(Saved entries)
────────────────────────────────────────

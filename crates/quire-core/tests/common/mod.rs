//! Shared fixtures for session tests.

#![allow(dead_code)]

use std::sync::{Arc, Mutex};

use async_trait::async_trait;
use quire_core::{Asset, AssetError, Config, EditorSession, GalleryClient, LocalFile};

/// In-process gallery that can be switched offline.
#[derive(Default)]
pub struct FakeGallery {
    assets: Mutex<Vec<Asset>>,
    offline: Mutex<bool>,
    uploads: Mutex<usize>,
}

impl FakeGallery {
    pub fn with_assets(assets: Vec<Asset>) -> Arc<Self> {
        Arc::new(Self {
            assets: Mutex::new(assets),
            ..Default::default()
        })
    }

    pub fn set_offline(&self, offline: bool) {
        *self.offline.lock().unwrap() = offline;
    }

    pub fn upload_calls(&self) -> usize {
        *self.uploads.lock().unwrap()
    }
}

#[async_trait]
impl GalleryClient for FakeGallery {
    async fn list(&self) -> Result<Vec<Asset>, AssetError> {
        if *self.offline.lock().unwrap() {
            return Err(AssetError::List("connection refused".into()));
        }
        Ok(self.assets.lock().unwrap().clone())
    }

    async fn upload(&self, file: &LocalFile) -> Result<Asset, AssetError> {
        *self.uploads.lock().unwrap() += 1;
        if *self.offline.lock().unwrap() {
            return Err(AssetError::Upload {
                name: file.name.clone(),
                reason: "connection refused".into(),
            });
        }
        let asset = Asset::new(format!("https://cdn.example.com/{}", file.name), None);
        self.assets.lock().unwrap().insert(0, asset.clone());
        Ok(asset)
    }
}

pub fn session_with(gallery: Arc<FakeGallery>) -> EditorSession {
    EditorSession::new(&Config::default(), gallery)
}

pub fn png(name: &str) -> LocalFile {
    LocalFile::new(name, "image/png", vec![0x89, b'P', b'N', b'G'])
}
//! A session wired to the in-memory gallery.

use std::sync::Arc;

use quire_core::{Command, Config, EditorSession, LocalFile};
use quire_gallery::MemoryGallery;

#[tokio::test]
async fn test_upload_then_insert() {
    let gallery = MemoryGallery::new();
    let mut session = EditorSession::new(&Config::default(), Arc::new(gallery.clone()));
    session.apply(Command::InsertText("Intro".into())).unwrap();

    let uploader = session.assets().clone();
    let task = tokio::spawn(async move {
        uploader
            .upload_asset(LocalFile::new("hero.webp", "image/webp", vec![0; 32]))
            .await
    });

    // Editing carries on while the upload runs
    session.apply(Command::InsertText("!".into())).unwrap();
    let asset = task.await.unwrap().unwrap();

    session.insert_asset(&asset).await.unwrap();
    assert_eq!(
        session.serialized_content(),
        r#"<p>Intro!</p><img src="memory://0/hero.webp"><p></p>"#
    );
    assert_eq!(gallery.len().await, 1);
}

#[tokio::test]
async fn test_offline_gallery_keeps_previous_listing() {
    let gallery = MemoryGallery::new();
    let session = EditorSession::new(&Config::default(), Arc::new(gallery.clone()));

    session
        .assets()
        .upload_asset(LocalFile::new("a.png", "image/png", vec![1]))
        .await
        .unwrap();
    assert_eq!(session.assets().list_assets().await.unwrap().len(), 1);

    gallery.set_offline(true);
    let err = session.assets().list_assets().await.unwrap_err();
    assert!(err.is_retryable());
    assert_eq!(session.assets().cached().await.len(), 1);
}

────────────────────────────────────────

• Prompt:
Please write out every line of the data exactly.

• Exercise output:
filename crates/quire-core/tests/common/mod.rs
//! Shared fixtures for session tests.

#![allow(dead_code)]

use std::sync::{Arc, Mutex};

use async_trait::async_trait;
use quire_core::{Asset, AssetError, Config, EditorSession, GalleryClient, LocalFile};

/// In-process gallery that can be switched offline.
#[derive(Default)]
pub struct FakeGallery {
    assets: Mutex<Vec<Asset>>,
    offline: Mutex<bool>,
    uploads: Mutex<usize>,
}

impl FakeGallery {
    pub fn with_assets(assets: Vec<Asset>) -> Arc<Self> {
        Arc::new(Self {
            assets: Mutex::new(assets),
            ..Default::default()
        })
    }

    pub fn set_offline(&self, offline: bool) {
        *self.offline.lock().unwrap() = offline;
    }

    pub fn upload_calls(&self) -> usize {
        *self.uploads.lock().unwrap()
    }
}

#[async_trait]
impl GalleryClient for FakeGallery {
    async fn list(&self) -> Result<Vec<Asset>, AssetError> {
        if *self.offline.lock().unwrap() {
            return Err(AssetError::List("connection refused".into()));
        }
        Ok(self.assets.lock().unwrap().clone())
    }

    async fn upload(&self, file: &LocalFile) -> Result<Asset, AssetError> {
        *self.uploads.lock().unwrap() += 1;
        if *self.offline.lock().unwrap() {
            return Err(AssetError::Upload {
                name: file.name.clone(),
                reason: "connection refused".into(),
            });
        }
        let asset = Asset::new(format!("https://cdn.example.com/{}", file.name), None);
        self.assets.lock().unwrap().insert(0, asset.clone());
        Ok(asset)
    }
}

pub fn session_with(gallery: Arc<FakeGallery>) -> EditorSession {
    EditorSession::new(&Config::default(), gallery)
}

pub fn png(name: &str) -> LocalFile {
    LocalFile::new(name, "image/png", vec![0x89, b'P', b'N', b'G'])
}
//! A session wired to the in-memory gallery.

use std::sync::Arc;

use quire_core::{Command, Config, EditorSession, LocalFile};
use quire_gallery::MemoryGallery;

#[tokio::test]
async fn test_upload_then_insert() {
    let gallery = MemoryGallery::new();
    let mut session = EditorSession::new(&Config::default(), Arc::new(gallery.clone()));
    session.apply(Command::InsertText("Intro".into())).unwrap();

    let uploader = session.assets().clone();
    let task = tokio::spawn(async move {
        uploader
            .upload_asset(LocalFile::new("hero.webp", "image/webp", vec![0; 32]))
            .await
    });

    // Editing carries on while the upload runs
    session.apply(Command::InsertText("!".into())).unwrap();
    let asset = task.await.unwrap().unwrap();

    session.insert_asset(&asset).await.unwrap();
    assert_eq!(
        session.serialized_content(),
        r#"<p>Intro!</p><img src="memory://0/hero.webp"><p></p>"#
    );
    assert_eq!(gallery.len().await, 1);
}

#[tokio::test]
async fn test_offline_gallery_keeps_previous_listing() {
    let gallery = MemoryGallery::new();
    let session = EditorSession::new(&Config::default(), Arc::new(gallery.clone()));

    session
        .assets()
        .upload_asset(LocalFile::new("a.png", "image/png", vec![1]))
        .await
        .unwrap();
    assert_eq!(session.assets().list_assets().await.unwrap().len(), 1);

    gallery.set_offline(true);
    let err = session.assets().list_assets().await.unwrap_err();
    assert!(err.is_retryable());
    assert_eq!(session.assets().cached().await.len(), 1);
}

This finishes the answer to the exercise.